BRIEF - Below are the records; retype each one exactly.

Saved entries
BEGIN

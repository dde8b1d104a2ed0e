use super::rules::en_passant_victim;
use super::{Board, CastleSide, Move, Piece, PieceState, SpecialMove, Square};

/// Everything `unmake_move` needs to put the board back exactly as it was,
/// flags included.
#[derive(Clone, Debug, PartialEq, Eq)]
pub(crate) struct UnmakeInfo {
    pub(crate) mover: PieceState,
    pub(crate) displaced: Option<PieceState>,
    pub(crate) en_passant_victim: Option<(Square, PieceState)>,
    pub(crate) rook_hop: Option<(Square, Square, PieceState)>,
}

impl Board {
    /// Describe moving the piece on `from` to `to`: the special rule it
    /// invokes and the piece it would capture.
    ///
    /// Assumes the move already passed the geometry check. `promotion` is
    /// resolved with [`Piece::promotion_or_queen`] when the move promotes.
    #[must_use]
    pub fn classify_move(&self, from: Square, to: Square, promotion: Option<Piece>) -> Move {
        let mut mv = Move::new(from, to);
        let Some(piece) = self.piece_at(from) else {
            return mv;
        };

        match piece.kind {
            Piece::King => {
                if let Some(side) = CastleSide::of_king_step(from, to) {
                    mv.special = side.special();
                    return mv;
                }
            }
            Piece::Pawn => {
                if from.1 != to.1 && self.is_empty(to) {
                    if let Some(victim_sq) = en_passant_victim(piece.color, from, to, self) {
                        mv.special = SpecialMove::EnPassant;
                        mv.captured = self.piece_at(victim_sq);
                        return mv;
                    }
                }
                if to.0 == piece.color.promotion_row() {
                    mv.special = SpecialMove::Promotion(Piece::promotion_or_queen(promotion));
                }
            }
            Piece::Rook | Piece::Knight | Piece::Bishop | Piece::Queen => {}
        }

        mv.captured = self.piece_at(to);
        mv
    }

    /// Relocate the mover, remove what it captures and, for castling, hop the
    /// rook over the king. Marks the moved pieces as moved.
    ///
    /// Promotion and en passant flag bookkeeping are left to the caller.
    /// Returns `None`, leaving the board untouched, when `from` is empty.
    pub(crate) fn make_move(&mut self, mv: &Move) -> Option<UnmakeInfo> {
        let mover = self.remove_piece(mv.from)?;

        let en_passant_victim = if mv.is_en_passant() {
            let victim_sq = Square(mv.from.0, mv.to.1);
            self.remove_piece(victim_sq).map(|victim| (victim_sq, victim))
        } else {
            None
        };

        let displaced = self.piece_at(mv.to);
        self.set_piece(
            mv.to,
            PieceState {
                has_moved: true,
                ..mover
            },
        );

        let rook_hop = match mv.special {
            SpecialMove::CastleKingside | SpecialMove::CastleQueenside => {
                CastleSide::of_king_step(mv.from, mv.to).and_then(|side| {
                    let (rook_from, rook_to) = side.rook_squares(mv.to);
                    let rook = self.remove_piece(rook_from)?;
                    self.set_piece(
                        rook_to,
                        PieceState {
                            has_moved: true,
                            ..rook
                        },
                    );
                    Some((rook_from, rook_to, rook))
                })
            }
            _ => None,
        };

        Some(UnmakeInfo {
            mover,
            displaced,
            en_passant_victim,
            rook_hop,
        })
    }

    /// Undo a `make_move`, restoring every touched square to its prior
    /// content.
    pub(crate) fn unmake_move(&mut self, mv: &Move, info: UnmakeInfo) {
        if let Some((rook_from, rook_to, rook)) = info.rook_hop {
            self.remove_piece(rook_to);
            self.set_piece(rook_from, rook);
        }
        self.put(mv.to, info.displaced);
        if let Some((victim_sq, victim)) = info.en_passant_victim {
            self.set_piece(victim_sq, victim);
        }
        self.set_piece(mv.from, info.mover);
    }

    /// Play `mv`, evaluate `probe` on the resulting board, then take the move
    /// back. The board is identical before and after.
    pub(crate) fn with_move<R>(&mut self, mv: &Move, probe: impl FnOnce(&Board) -> R) -> Option<R> {
        let info = self.make_move(mv)?;
        let result = probe(self);
        self.unmake_move(mv, info);
        Some(result)
    }

    /// Whether the piece on `king_from` would be attacked if it stood on
    /// `square` instead, with `king_from` vacated.
    pub(crate) fn king_attacked_on(&mut self, king_from: Square, square: Square) -> bool {
        let Some(king) = self.piece_at(king_from) else {
            return false;
        };
        let hop = Move::new(king_from, square);
        self.with_move(&hop, |board| {
            board.is_square_attacked(square, king.color.opponent())
        })
        .unwrap_or(false)
    }
}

END

RESULT -
repository dde8b1d104a2ed0e
use super::rules::en_passant_victim;
use super::{Board, CastleSide, Move, Piece, PieceState, SpecialMove, Square};

/// Everything `unmake_move` needs to put the board back exactly as it was,
/// flags included.
#[derive(Clone, Debug, PartialEq, Eq)]
pub(crate) struct UnmakeInfo {
    pub(crate) mover: PieceState,
    pub(crate) displaced: Option<PieceState>,
    pub(crate) en_passant_victim: Option<(Square, PieceState)>,
    pub(crate) rook_hop: Option<(Square, Square, PieceState)>,
}

impl Board {
    /// Describe moving the piece on `from` to `to`: the special rule it
    /// invokes and the piece it would capture.
    ///
    /// Assumes the move already passed the geometry check. `promotion` is
    /// resolved with [`Piece::promotion_or_queen`] when the move promotes.
    #[must_use]
    pub fn classify_move(&self, from: Square, to: Square, promotion: Option<Piece>) -> Move {
        let mut mv = Move::new(from, to);
        let Some(piece) = self.piece_at(from) else {
            return mv;
        };

        match piece.kind {
            Piece::King => {
                if let Some(side) = CastleSide::of_king_step(from, to) {
                    mv.special = side.special();
                    return mv;
                }
            }
            Piece::Pawn => {
                if from.1 != to.1 && self.is_empty(to) {
                    if let Some(victim_sq) = en_passant_victim(piece.color, from, to, self) {
                        mv.special = SpecialMove::EnPassant;
                        mv.captured = self.piece_at(victim_sq);
                        return mv;
                    }
                }
                if to.0 == piece.color.promotion_row() {
                    mv.special = SpecialMove::Promotion(Piece::promotion_or_queen(promotion));
                }
            }
            Piece::Rook | Piece::Knight | Piece::Bishop | Piece::Queen => {}
        }

        mv.captured = self.piece_at(to);
        mv
    }

    /// Relocate the mover, remove what it captures and, for castling, hop the
    /// rook over the king. Marks the moved pieces as moved.
    ///
    /// Promotion and en passant flag bookkeeping are left to the caller.
    /// Returns `None`, leaving the board untouched, when `from` is empty.
    pub(crate) fn make_move(&mut self, mv: &Move) -> Option<UnmakeInfo> {
        let mover = self.remove_piece(mv.from)?;

        let en_passant_victim = if mv.is_en_passant() {
            let victim_sq = Square(mv.from.0, mv.to.1);
            self.remove_piece(victim_sq).map(|victim| (victim_sq, victim))
        } else {
            None
        };

        let displaced = self.piece_at(mv.to);
        self.set_piece(
            mv.to,
            PieceState {
                has_moved: true,
                ..mover
            },
        );

        let rook_hop = match mv.special {
            SpecialMove::CastleKingside | SpecialMove::CastleQueenside => {
                CastleSide::of_king_step(mv.from, mv.to).and_then(|side| {
                    let (rook_from, rook_to) = side.rook_squares(mv.to);
                    let rook = self.remove_piece(rook_from)?;
                    self.set_piece(
                        rook_to,
                        PieceState {
                            has_moved: true,
                            ..rook
                        },
                    );
                    Some((rook_from, rook_to, rook))
                })
            }
            _ => None,
        };

        Some(UnmakeInfo {
            mover,
            displaced,
            en_passant_victim,
            rook_hop,
        })
    }

    /// Undo a `make_move`, restoring every touched square to its prior
    /// content.
    pub(crate) fn unmake_move(&mut self, mv: &Move, info: UnmakeInfo) {
        if let Some((rook_from, rook_to, rook)) = info.rook_hop {
            self.remove_piece(rook_to);
            self.set_piece(rook_from, rook);
        }
        self.put(mv.to, info.displaced);
        if let Some((victim_sq, victim)) = info.en_passant_victim {
            self.set_piece(victim_sq, victim);
        }
        self.set_piece(mv.from, info.mover);
    }

    /// Play `mv`, evaluate `probe` on the resulting board, then take the move
    /// back. The board is identical before and after.
    pub(crate) fn with_move<R>(&mut self, mv: &Move, probe: impl FnOnce(&Board) -> R) -> Option<R> {
        let info = self.make_move(mv)?;
        let result = probe(self);
        self.unmake_move(mv, info);
        Some(result)
    }

    /// Whether the piece on `king_from` would be attacked if it stood on
    /// `square` instead, with `king_from` vacated.
    pub(crate) fn king_attacked_on(&mut self, king_from: Square, square: Square) -> bool {
        let Some(king) = self.piece_at(king_from) else {
            return false;
        };
        let hop = Move::new(king_from, square);
        self.with_move(&hop, |board| {
            board.is_square_attacked(square, king.color.opponent())
        })
        .unwrap_or(false)
    }
}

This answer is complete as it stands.